Survival game design help and max polycount for terrain

Hi!

I need to build 20 km x 20 km large terrain with lakes. Chunking and other things will be done by others. Building 1 piece from lidar maps and texturing is not such a issue. I need to know some concepts, how that is usually done for game dev, Unity.

  1. How many polygons, triangles should 1 base terrain (hills, plains, valleys, lakes) have without any vegetation or trees, objects placed,… What is the max upper limit for desktop?
  2. I usually texture terrains in Substance Painter, still have a lot to learn. Painter is limited to 8k. What should be the texture resolution limit for such terrain? 8k map for 1 terrain 20x20km terrain looks like nothing if I want to add details.

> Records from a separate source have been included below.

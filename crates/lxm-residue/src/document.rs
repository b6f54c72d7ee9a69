use std::collections::HashSet;

use crate::extract::{fragments, RESIDUE_CLOSE, RESIDUE_OPEN};

/// The residue of one record: fragments in capture order.
///
/// Fragments are deduplicated by the BLAKE3 digest of their trimmed text.
#[derive(Clone, Debug, Default)]
pub struct ResidueDocument {
    fragments: Vec<String>,
    digests: HashSet<[u8; 32]>,
    dirty: bool,
}

fn digest(fragment: &str) -> [u8; 32] {
    *blake3::hash(fragment.trim().as_bytes()).as_bytes()
}

impl ResidueDocument {
    pub fn new() -> Self {
        Self::default()
    }

    /// Rebuild a document from a stored residue property.
    ///
    /// Stored text that does not parse is kept whole as a single fragment.
    pub fn from_stored(stored: &str) -> Self {
        let mut doc = Self::new();
        match fragments(stored) {
            Ok(parts) => {
                for part in parts {
                    doc.append(&part);
                }
            }
            Err(e) => {
                tracing::warn!(error = %e, "stored residue is malformed; keeping it verbatim");
                let inner = stored.trim();
                let inner = inner.strip_prefix(RESIDUE_OPEN).unwrap_or(inner);
                let inner = inner.strip_suffix(RESIDUE_CLOSE).unwrap_or(inner);
                doc.append(inner);
            }
        }
        doc.dirty = false;
        doc
    }

    /// Append a fragment unless it is blank or already present.
    pub fn append(&mut self, fragment: &str) -> bool {
        if fragment.trim().is_empty() || !self.digests.insert(digest(fragment)) {
            return false;
        }
        self.fragments.push(fragment.trim().to_string());
        self.dirty = true;
        true
    }

    pub fn contains(&self, fragment: &str) -> bool {
        self.digests.contains(&digest(fragment))
    }

    pub fn fragments(&self) -> &[String] {
        &self.fragments
    }

    pub fn is_empty(&self) -> bool {
        self.fragments.is_empty()
    }

    pub fn is_dirty(&self) -> bool {
        self.dirty
    }

    pub fn mark_clean(&mut self) {
        self.dirty = false;
    }

    /// The stored form.
    pub fn render(&self) -> String {
        let mut out = String::from(RESIDUE_OPEN);
        for fragment in &self.fragments {
            out.push_str(fragment);
        }
        out.push_str(RESIDUE_CLOSE);
        out
    }
}

#[cfg(test)]
mod tests {
    use super::*;

    #[test]
    fn duplicates_and_blanks_ignored() {
        let mut doc = ResidueDocument::new();
        assert!(doc.append("<a/>"));
        assert!(!doc.append("  <a/>\n"));
        assert!(!doc.append("   "));
        assert_eq!(doc.fragments().len(), 1);
        assert!(doc.is_dirty());
    }

    #[test]
    fn stored_form_round_trips() {
        let mut doc = ResidueDocument::new();
        doc.append("<a x=\"1\">t</a>");
        doc.append("<b/>");
        let restored = ResidueDocument::from_stored(&doc.render());
        assert_eq!(restored.fragments(), doc.fragments());
        assert!(!restored.is_dirty());
    }

    #[test]
    fn malformed_stored_text_kept_verbatim() {
        let doc = ResidueDocument::from_stored("<lift-residue><a></lift-residue>");
        assert_eq!(doc.fragments(), ["<a>"]);
    }
}
//! Multilingual text keyed by writing system.
//!
//! Every text field of a lexical record carries one alternative per writing
//! system. Alternatives are compared after canonical decomposition so that
//! precomposed and decomposed spellings of the same text agree.

use std::collections::BTreeMap;

use serde::{Deserialize, Serialize};
use unicode_normalization::UnicodeNormalization;

/// Canonical decomposition (NFD) of `s`.
pub fn normalize(s: &str) -> String {
    s.nfd().collect()
}

/// Returns `true` when an existing value disagrees with an incoming one.
///
/// An empty existing value never conflicts. Otherwise both sides are
/// normalized and compared byte for byte.
pub fn texts_conflict(existing: &str, incoming: &str) -> bool {
    if existing.is_empty() {
        return false;
    }
    normalize(existing) != normalize(incoming)
}

/// Text with one alternative per writing-system tag.
#[derive(Clone, Debug, Default, PartialEq, Eq, Serialize, Deserialize)]
#[serde(transparent)]
pub struct MultiText {
    alternatives: BTreeMap<String, String>,
}

impl MultiText {
    pub fn new() -> Self {
        Self::default()
    }

    /// Build from `(writing system, text)` pairs. Later pairs win.
    pub fn from_pairs<I, W, T>(pairs: I) -> Self
    where
        I: IntoIterator<Item = (W, T)>,
        W: Into<String>,
        T: Into<String>,
    {
        let mut text = Self::new();
        for (ws, value) in pairs {
            text.set(ws, value);
        }
        text
    }

    /// A single-alternative text.
    pub fn single(ws: impl Into<String>, value: impl Into<String>) -> Self {
        Self::from_pairs([(ws, value)])
    }

    pub fn get(&self, ws: &str) -> Option<&str> {
        self.alternatives.get(ws).map(String::as_str)
    }

    /// Set one alternative. Setting an empty string removes it.
    pub fn set(&mut self, ws: impl Into<String>, value: impl Into<String>) {
        let value = value.into();
        let ws = ws.into();
        if value.is_empty() {
            self.alternatives.remove(&ws);
        } else {
            self.alternatives.insert(ws, value);
        }
    }

    pub fn remove(&mut self, ws: &str) -> Option<String> {
        self.alternatives.remove(ws)
    }

    pub fn clear(&mut self) {
        self.alternatives.clear();
    }

    /// `true` when no alternative carries text.
    pub fn is_empty(&self) -> bool {
        self.alternatives.values().all(String::is_empty)
    }

    pub fn len(&self) -> usize {
        self.alternatives.len()
    }

    /// Iterate `(writing system, text)` pairs in writing-system order.
    pub fn iter(&self) -> impl Iterator<Item = (&str, &str)> {
        self.alternatives
            .iter()
            .map(|(ws, text)| (ws.as_str(), text.as_str()))
    }

    pub fn writing_systems(&self) -> impl Iterator<Item = &str> {
        self.alternatives.keys().map(String::as_str)
    }

    /// The first non-empty alternative, used for display and lookup keys.
    pub fn best(&self) -> Option<&str> {
        self.alternatives
            .values()
            .find(|text| !text.is_empty())
            .map(String::as_str)
    }

    /// First writing system whose existing alternative disagrees with
    /// `incoming`, if any.
    pub fn first_conflict<'a>(&self, incoming: &'a MultiText) -> Option<&'a str> {
        incoming.iter().find_map(|(ws, text)| {
            let existing = self.get(ws).unwrap_or("");
            texts_conflict(existing, text).then_some(ws)
        })
    }

    /// `true` when both texts hold the same alternatives after normalization.
    pub fn equivalent(&self, other: &MultiText) -> bool {
        self.len() == other.len()
            && self
                .iter()
                .all(|(ws, text)| other.get(ws).is_some_and(|o| normalize(o) == normalize(text)))
    }
}
//! Normalized label maps over existing repository data.

use std::collections::HashMap;
use std::fmt;

use serde::{Deserialize, Serialize};

use lxm_store::{
    FeatureDefn, MappingKind, RefType, Repository, RepositoryExt, ReversalIndex, StoreResult,
    VocabularyItem,
};
use lxm_types::{Guid, MultiText, RecordId, RunSummary};

use crate::error::{IndexError, IndexResult};

/// A controlled vocabulary.
#[derive(Clone, Debug, PartialEq, Eq, Hash, PartialOrd, Ord, Serialize, Deserialize)]
pub enum VocabularyKind {
    PartOfSpeech,
    MorphType,
    Status,
    DomainType,
    Dialect,
    SemanticDomain,
    UsageType,
    SenseType,
    AnthroCode,
    Location,
    Publication,
    VariantType,
    ComplexFormType,
    TranslationType,
    /// A user-defined list.
    Custom(String),
}

impl VocabularyKind {
    /// Map a ranges-document range name to its vocabulary.
    pub fn from_range_name(name: &str) -> Self {
        match name.trim() {
            "grammatical-info" | "grammatical-category" => VocabularyKind::PartOfSpeech,
            "morph-type" => VocabularyKind::MorphType,
            "status" => VocabularyKind::Status,
            "domain-type" => VocabularyKind::DomainType,
            "dialect-labels" | "dialect" => VocabularyKind::Dialect,
            "semantic-domain-ddp4" | "semantic-domain" => VocabularyKind::SemanticDomain,
            "usage-type" => VocabularyKind::UsageType,
            "sense-type" => VocabularyKind::SenseType,
            "anthro-code" => VocabularyKind::AnthroCode,
            "location" => VocabularyKind::Location,
            "do-not-publish-in" | "Publications" | "publication" => VocabularyKind::Publication,
            "variant-type" => VocabularyKind::VariantType,
            "complex-form-type" => VocabularyKind::ComplexFormType,
            "translation-type" => VocabularyKind::TranslationType,
            other => VocabularyKind::Custom(other.to_string()),
        }
    }

    /// Map a built-in trait name to its vocabulary. Unknown names yield `None`.
    pub fn from_trait_name(name: &str) -> Option<Self> {
        match VocabularyKind::from_range_name(name) {
            VocabularyKind::Custom(_) => None,
            // Morph types are handled by the entry merge, not as plain traits.
            VocabularyKind::MorphType => None,
            kind => Some(kind),
        }
    }

    /// Canonical vocabulary name, also used as the trait key on records.
    pub fn name(&self) -> &str {
        match self {
            VocabularyKind::PartOfSpeech => "grammatical-info",
            VocabularyKind::MorphType => "morph-type",
            VocabularyKind::Status => "status",
            VocabularyKind::DomainType => "domain-type",
            VocabularyKind::Dialect => "dialect-labels",
            VocabularyKind::SemanticDomain => "semantic-domain-ddp4",
            VocabularyKind::UsageType => "usage-type",
            VocabularyKind::SenseType => "sense-type",
            VocabularyKind::AnthroCode => "anthro-code",
            VocabularyKind::Location => "location",
            VocabularyKind::Publication => "do-not-publish-in",
            VocabularyKind::VariantType => "variant-type",
            VocabularyKind::ComplexFormType => "complex-form-type",
            VocabularyKind::TranslationType => "translation-type",
            VocabularyKind::Custom(name) => name,
        }
    }
}

impl fmt::Display for VocabularyKind {
    fn fmt(&self, f: &mut fmt::Formatter<'_>) -> fmt::Result {
        f.write_str(self.name())
    }
}

/// Label to record map, reachable under the exact and lower-cased label.
#[derive(Clone, Debug, Default)]
pub struct VocabularyTable {
    keys: HashMap<String, RecordId>,
}

impl VocabularyTable {
    pub fn new() -> Self {
        Self::default()
    }

    /// Register `label`. The first record registered under a key keeps it.
    pub fn insert(&mut self, label: &str, id: RecordId) {
        let label = label.trim();
        if label.is_empty() {
            return;
        }
        self.keys.entry(label.to_string()).or_insert(id);
        self.keys.entry(label.to_lowercase()).or_insert(id);
    }

    /// Register every alternative of `text`.
    pub fn insert_text(&mut self, text: &MultiText, id: RecordId) {
        for (_, label) in text.iter() {
            self.insert(label, id);
        }
    }

    /// Exact match first, then lower-cased.
    pub fn find(&self, label: &str) -> Option<RecordId> {
        let label = label.trim();
        self.keys
            .get(label)
            .or_else(|| self.keys.get(&label.to_lowercase()))
            .copied()
    }

    pub fn is_empty(&self) -> bool {
        self.keys.is_empty()
    }

    /// Drop every key pointing at `id`.
    pub fn forget(&mut self, id: RecordId) {
        self.keys.retain(|_, v| *v != id);
    }
}

/// Every lookup table a run consults.
#[derive(Debug, Default)]
pub struct LookupIndex {
    vocabularies: HashMap<VocabularyKind, VocabularyTable>,
    ref_types: VocabularyTable,
    features: VocabularyTable,
    reversal_indices: HashMap<String, RecordId>,
    /// Writing system used for labels of invented items.
    label_ws: String,
}

impl LookupIndex {
    pub fn new() -> Self {
        Self {
            label_ws: "en".to_string(),
            ..Default::default()
        }
    }

    /// Build the index from existing repository data.
    pub fn build(repo: &dyn Repository) -> Self {
        let mut index = Self::new();
        for (id, item) in repo.all::<VocabularyItem>() {
            index.register_item(id, &item);
        }
        for (id, ref_type) in repo.all::<RefType>() {
            index.register_ref_type(id, &ref_type);
        }
        for (id, feature) in repo.all::<FeatureDefn>() {
            index.features.insert_text(&feature.name, id);
            index.features.insert_text(&feature.abbreviation, id);
        }
        for (id, reversal) in repo.all::<ReversalIndex>() {
            index
                .reversal_indices
                .insert(reversal.writing_system.to_lowercase(), id);
        }
        tracing::debug!(
            vocabularies = index.vocabularies.len(),
            reversal_indices = index.reversal_indices.len(),
            "lookup index built"
        );
        index
    }

    /// Writing system used when the index has to invent a label.
    pub fn set_label_writing_system(&mut self, ws: impl Into<String>) {
        self.label_ws = ws.into();
    }

    pub fn table(&self, kind: &VocabularyKind) -> Option<&VocabularyTable> {
        self.vocabularies.get(kind)
    }

    pub fn register_item(&mut self, id: RecordId, item: &VocabularyItem) {
        let table = self
            .vocabularies
            .entry(VocabularyKind::from_range_name(&item.vocabulary))
            .or_default();
        table.insert_text(&item.name, id);
        table.insert_text(&item.abbreviation, id);
    }

    pub fn register_label(&mut self, kind: &VocabularyKind, label: &str, id: RecordId) {
        self.vocabularies.entry(kind.clone()).or_default().insert(label, id);
    }

    pub fn register_ref_type(&mut self, id: RecordId, ref_type: &RefType) {
        self.ref_types.insert_text(&ref_type.name, id);
        self.ref_types.insert_text(&ref_type.reverse_name, id);
        self.ref_types.insert_text(&ref_type.abbreviation, id);
    }

    pub fn register_feature(&mut self, id: RecordId, name: &str) {
        self.features.insert(name, id);
    }

    pub fn find(&self, kind: &VocabularyKind, label: &str) -> Option<RecordId> {
        self.vocabularies.get(kind)?.find(label)
    }

    /// Find a vocabulary item by label, inventing it when missing.
    ///
    /// Invented items are reported in the run summary.
    pub fn find_or_create(
        &mut self,
        repo: &mut dyn Repository,
        kind: &VocabularyKind,
        label: &str,
        summary: &mut RunSummary,
    ) -> StoreResult<RecordId> {
        if let Some(id) = self.find(kind, label) {
            return Ok(id);
        }
        let item = VocabularyItem {
            guid: Guid::new_random(),
            vocabulary: kind.name().to_string(),
            name: MultiText::single(self.label_ws.clone(), label.trim()),
            abbreviation: MultiText::single(self.label_ws.clone(), label.trim()),
            ..Default::default()
        };
        let id = repo.insert(item)?;
        self.register_label(kind, label, id);
        summary.new_vocabulary(kind.name(), label.trim(), id);
        tracing::info!(vocabulary = %kind, label = label.trim(), "created vocabulary item");
        Ok(id)
    }

    pub fn ref_type(&self, name: &str) -> Option<RecordId> {
        self.ref_types.find(name)
    }

    /// Find a relation type by name, inventing a collection type when missing.
    pub fn find_or_create_ref_type(
        &mut self,
        repo: &mut dyn Repository,
        name: &str,
        summary: &mut RunSummary,
    ) -> StoreResult<RecordId> {
        if let Some(id) = self.ref_type(name) {
            return Ok(id);
        }
        let ref_type = RefType {
            guid: Guid::new_random(),
            name: MultiText::single(self.label_ws.clone(), name.trim()),
            kind: MappingKind::Collection,
            ..Default::default()
        };
        let id = repo.insert(ref_type.clone())?;
        self.register_ref_type(id, &ref_type);
        summary.new_vocabulary("lexical-relation", name.trim(), id);
        tracing::info!(relation = name.trim(), "created relation type");
        Ok(id)
    }

    pub fn feature(&self, name: &str) -> Option<RecordId> {
        self.features.find(name)
    }

    /// Resolve parsed `(feature, value)` pairs to feature definitions.
    pub fn resolve_features(
        &self,
        pairs: &[(String, String)],
    ) -> IndexResult<Vec<(RecordId, String)>> {
        pairs
            .iter()
            .map(|(name, value)| {
                self.feature(name)
                    .map(|id| (id, value.clone()))
                    .ok_or_else(|| IndexError::UnknownFeature(name.clone()))
            })
            .collect()
    }

    /// The reversal index of `ws`, created when missing.
    pub fn reversal_index(
        &mut self,
        repo: &mut dyn Repository,
        ws: &str,
        summary: &mut RunSummary,
    ) -> StoreResult<RecordId> {
        let key = ws.to_lowercase();
        if let Some(id) = self.reversal_indices.get(&key) {
            return Ok(*id);
        }
        let id = repo.insert(ReversalIndex {
            guid: Guid::new_random(),
            writing_system: ws.to_string(),
            entries: Vec::new(),
        })?;
        self.reversal_indices.insert(key, id);
        summary.new_vocabulary("reversal-index", ws, id);
        Ok(id)
    }

    /// Forget a deleted record in every table.
    pub fn forget(&mut self, id: RecordId) {
        self.ref_types.forget(id);
        self.features.forget(id);
        for table in self.vocabularies.values_mut() {
            table.forget(id);
        }
        self.reversal_indices.retain(|_, v| *v != id);
    }
}
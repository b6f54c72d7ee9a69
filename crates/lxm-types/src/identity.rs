use std::fmt;
use std::str::FromStr;
use std::sync::LazyLock;

use regex::Regex;
use serde::{Deserialize, Serialize};
use uuid::Uuid;

use crate::error::TypeError;

static GUID_PATTERN: LazyLock<Regex> = LazyLock::new(|| {
    Regex::new(
        r"[0-9a-fA-F]{8}-[0-9a-fA-F]{4}-[0-9a-fA-F]{4}-[0-9a-fA-F]{4}-[0-9a-fA-F]{12}",
    )
    .expect("guid pattern is valid")
});

/// Stable unique identity of a lexical record.
///
/// Guids survive export and re-import, so they are the primary key used to
/// match incoming document records against existing repository records.
#[derive(Clone, Copy, Default, PartialEq, Eq, Hash, PartialOrd, Ord, Serialize, Deserialize)]
pub struct Guid(Uuid);

impl Guid {
    /// Synthesize a fresh random identity.
    pub fn new_random() -> Self {
        Self(Uuid::new_v4())
    }

    /// Parse a guid in hyphenated form.
    pub fn parse(s: &str) -> Result<Self, TypeError> {
        Uuid::parse_str(s.trim())
            .map(Self)
            .map_err(|_| TypeError::InvalidGuid(s.to_string()))
    }

    /// Find a UUID-shaped substring inside a document identifier.
    ///
    /// Many exporters build identifiers like `dog_5f0a…`; the embedded guid is
    /// the first match. Returns `None` when no such substring exists.
    pub fn extract_from(identifier: &str) -> Option<Self> {
        GUID_PATTERN
            .find(identifier)
            .and_then(|m| Uuid::parse_str(m.as_str()).ok())
            .map(Self)
    }

    /// Resolve the identity of a document construct.
    ///
    /// An explicit guid wins, then a guid embedded in the identifier, then a
    /// fresh random one. The boolean is `true` when the identity was
    /// synthesized.
    pub fn resolve(explicit: Option<&str>, identifier: Option<&str>) -> (Self, bool) {
        if let Some(guid) = explicit.and_then(|g| Self::parse(g).ok()) {
            return (guid, false);
        }
        if let Some(guid) = identifier.and_then(Self::extract_from) {
            return (guid, false);
        }
        (Self::new_random(), true)
    }

    pub fn as_uuid(&self) -> &Uuid {
        &self.0
    }

    /// Short identifier (first 8 hex characters).
    pub fn short_id(&self) -> String {
        let mut s = self.0.simple().to_string();
        s.truncate(8);
        s
    }
}

impl From<Uuid> for Guid {
    fn from(value: Uuid) -> Self {
        Self(value)
    }
}

impl FromStr for Guid {
    type Err = TypeError;

    fn from_str(s: &str) -> Result<Self, Self::Err> {
        Self::parse(s)
    }
}

impl fmt::Debug for Guid {
    fn fmt(&self, f: &mut fmt::Formatter<'_>) -> fmt::Result {
        write!(f, "Guid({})", self.short_id())
    }
}

impl fmt::Display for Guid {
    fn fmt(&self, f: &mut fmt::Formatter<'_>) -> fmt::Result {
        write!(f, "{}", self.0.hyphenated())
    }
}

/// Repository handle of a record.
///
/// Handles are assigned by the repository and are only meaningful within it.
#[derive(Clone, Copy, PartialEq, Eq, Hash, PartialOrd, Ord, Serialize, Deserialize)]
#[serde(transparent)]
pub struct RecordId(pub u64);

impl fmt::Debug for RecordId {
    fn fmt(&self, f: &mut fmt::Formatter<'_>) -> fmt::Result {
        write!(f, "RecordId({})", self.0)
    }
}

impl fmt::Display for RecordId {
    fn fmt(&self, f: &mut fmt::Formatter<'_>) -> fmt::Result {
        write!(f, "#{}", self.0)
    }
}

#[cfg(test)]
mod tests {
    use super::*;
    use proptest::prelude::*;

    const SAMPLE: &str = "5f0a3c1e-9b7d-4e2a-8c61-0d3f2b9a7e44";

    #[test]
    fn explicit_guid_wins() {
        let other = "dog_11111111-2222-3333-4444-555555555555";
        let (guid, synthesized) = Guid::resolve(Some(SAMPLE), Some(other));
        assert_eq!(guid, Guid::parse(SAMPLE).unwrap());
        assert!(!synthesized);
    }

    #[test]
    fn embedded_guid_used_when_explicit_missing() {
        let id = format!("dog_{SAMPLE}");
        let (guid, synthesized) = Guid::resolve(None, Some(&id));
        assert_eq!(guid.to_string(), SAMPLE);
        assert!(!synthesized);
    }

    #[test]
    fn malformed_explicit_falls_back_to_identifier() {
        let id = format!("cat {SAMPLE} extra");
        let (guid, _) = Guid::resolve(Some("not-a-guid"), Some(&id));
        assert_eq!(guid.to_string(), SAMPLE);
    }

    #[test]
    fn synthesized_when_nothing_usable() {
        let (a, synthesized) = Guid::resolve(None, Some("plain-id"));
        let (b, _) = Guid::resolve(None, Some("plain-id"));
        assert!(synthesized);
        assert_ne!(a, b);
    }

    #[test]
    fn extract_accepts_uppercase() {
        let id = format!("x_{}", SAMPLE.to_uppercase());
        assert_eq!(Guid::extract_from(&id).unwrap().to_string(), SAMPLE);
    }

    #[test]
    fn short_id_is_eight_chars() {
        let guid = Guid::parse(SAMPLE).unwrap();
        assert_eq!(guid.short_id(), "5f0a3c1e");
    }

    #[test]
    fn serde_roundtrip() {
        let guid = Guid::parse(SAMPLE).unwrap();
        let json = serde_json::to_string(&guid).unwrap();
        let parsed: Guid = serde_json::from_str(&json).unwrap();
        assert_eq!(parsed, guid);
    }

    #[test]
    fn record_id_display() {
        assert_eq!(RecordId(42).to_string(), "#42");
    }

    proptest! {
        #[test]
        fn extraction_finds_guid_behind_any_prefix(prefix in "[a-z_ ]{0,12}") {
            let guid = Guid::new_random();
            let id = format!("{prefix}{guid}");
            prop_assert_eq!(Guid::extract_from(&id), Some(guid));
        }
    }
}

How many chunks and what resolution for the textures? How it is usually done?
  3. I need to sculpt the bottom of the lakes. How is the water usually done, as separate plane mesh with water materials, shaders on it?

This depends far too much on individual system specifications to really help with. This gets more difficult to answer because this doesn’t account for things like target framerate, other parts of the rendering stack, game logic, etc, all of which will affect performance.

This depends on individual requirements. Generally speaking, I like to keep my terrain chunks as 2x2km, certainly not 20x20. Keeping it at a smaller size like that will also help with floating origin implementations as well since you can more easily partition what’s being updated.

Pretty much. I usually just slap a shader on the plane and then use a post processing volume for the underwater areas if the camera will ever be down there.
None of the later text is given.